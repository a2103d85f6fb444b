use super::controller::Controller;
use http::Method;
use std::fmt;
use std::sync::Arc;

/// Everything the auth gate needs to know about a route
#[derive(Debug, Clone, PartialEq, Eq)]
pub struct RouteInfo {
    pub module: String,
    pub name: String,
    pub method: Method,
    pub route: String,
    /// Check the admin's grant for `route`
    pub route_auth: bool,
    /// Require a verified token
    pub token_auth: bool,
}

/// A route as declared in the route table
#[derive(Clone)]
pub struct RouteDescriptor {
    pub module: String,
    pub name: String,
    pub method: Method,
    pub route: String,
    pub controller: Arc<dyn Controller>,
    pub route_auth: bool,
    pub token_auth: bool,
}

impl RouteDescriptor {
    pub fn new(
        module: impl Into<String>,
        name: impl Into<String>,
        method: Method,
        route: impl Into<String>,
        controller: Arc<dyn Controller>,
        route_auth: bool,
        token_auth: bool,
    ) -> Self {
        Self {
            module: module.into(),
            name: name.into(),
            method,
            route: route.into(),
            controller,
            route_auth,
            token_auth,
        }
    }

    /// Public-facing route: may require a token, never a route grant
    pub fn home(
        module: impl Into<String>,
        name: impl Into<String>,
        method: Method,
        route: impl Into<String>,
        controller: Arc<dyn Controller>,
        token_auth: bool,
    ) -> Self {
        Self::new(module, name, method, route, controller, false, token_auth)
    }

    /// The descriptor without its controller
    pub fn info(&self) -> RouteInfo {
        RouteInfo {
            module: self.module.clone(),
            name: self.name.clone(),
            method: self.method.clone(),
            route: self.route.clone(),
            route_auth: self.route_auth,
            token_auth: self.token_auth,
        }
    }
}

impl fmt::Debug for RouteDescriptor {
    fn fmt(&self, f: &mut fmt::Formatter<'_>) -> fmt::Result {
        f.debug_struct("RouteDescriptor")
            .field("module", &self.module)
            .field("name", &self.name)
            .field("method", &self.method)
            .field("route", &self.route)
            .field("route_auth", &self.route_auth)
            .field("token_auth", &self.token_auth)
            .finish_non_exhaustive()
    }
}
--
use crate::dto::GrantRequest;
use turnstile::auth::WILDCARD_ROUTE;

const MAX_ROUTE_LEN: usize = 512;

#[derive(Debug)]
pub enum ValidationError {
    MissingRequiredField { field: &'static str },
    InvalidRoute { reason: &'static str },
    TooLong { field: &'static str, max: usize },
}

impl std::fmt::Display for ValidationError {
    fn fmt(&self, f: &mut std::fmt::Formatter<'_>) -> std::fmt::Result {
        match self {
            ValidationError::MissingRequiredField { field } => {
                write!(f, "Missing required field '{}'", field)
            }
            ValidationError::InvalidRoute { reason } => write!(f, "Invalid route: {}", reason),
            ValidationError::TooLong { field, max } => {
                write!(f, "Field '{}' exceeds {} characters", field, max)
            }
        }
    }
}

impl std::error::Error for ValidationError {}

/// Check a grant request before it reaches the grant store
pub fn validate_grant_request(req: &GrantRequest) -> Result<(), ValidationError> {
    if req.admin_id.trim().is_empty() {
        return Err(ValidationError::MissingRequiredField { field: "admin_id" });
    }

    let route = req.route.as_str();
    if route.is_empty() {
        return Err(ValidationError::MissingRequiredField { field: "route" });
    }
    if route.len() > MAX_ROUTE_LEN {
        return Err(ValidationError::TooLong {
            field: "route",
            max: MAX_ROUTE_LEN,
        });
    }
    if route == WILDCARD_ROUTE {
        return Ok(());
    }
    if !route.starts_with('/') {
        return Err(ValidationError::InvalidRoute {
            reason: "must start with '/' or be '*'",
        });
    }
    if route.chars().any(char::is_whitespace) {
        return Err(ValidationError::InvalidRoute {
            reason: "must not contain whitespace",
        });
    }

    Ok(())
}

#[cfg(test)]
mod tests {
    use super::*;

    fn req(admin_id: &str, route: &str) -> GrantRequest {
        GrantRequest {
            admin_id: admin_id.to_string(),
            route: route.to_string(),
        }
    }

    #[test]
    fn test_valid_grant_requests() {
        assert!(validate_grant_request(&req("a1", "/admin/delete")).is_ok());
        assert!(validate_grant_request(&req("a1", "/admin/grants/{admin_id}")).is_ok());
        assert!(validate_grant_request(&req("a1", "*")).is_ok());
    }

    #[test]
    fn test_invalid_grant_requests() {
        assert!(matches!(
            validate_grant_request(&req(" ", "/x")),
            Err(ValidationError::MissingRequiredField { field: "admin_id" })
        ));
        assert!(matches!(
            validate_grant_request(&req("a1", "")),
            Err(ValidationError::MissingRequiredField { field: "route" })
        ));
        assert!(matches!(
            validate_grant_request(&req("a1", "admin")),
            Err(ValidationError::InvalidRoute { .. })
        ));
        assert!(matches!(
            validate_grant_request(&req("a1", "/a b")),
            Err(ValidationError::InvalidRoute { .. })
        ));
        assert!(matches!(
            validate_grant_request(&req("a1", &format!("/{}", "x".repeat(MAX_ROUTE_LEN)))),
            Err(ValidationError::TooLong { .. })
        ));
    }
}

◆ Task goal ◆
Filter the records for lines holding the string "controller". Copy each one.

◆ Exercise solution ◆
use super::controller::Controller;
    pub controller: Arc<dyn Controller>,
        controller: Arc<dyn Controller>,
            controller,
        controller: Arc<dyn Controller>,
        Self::new(module, name, method, route, controller, false, token_auth)
    /// The descriptor without its controller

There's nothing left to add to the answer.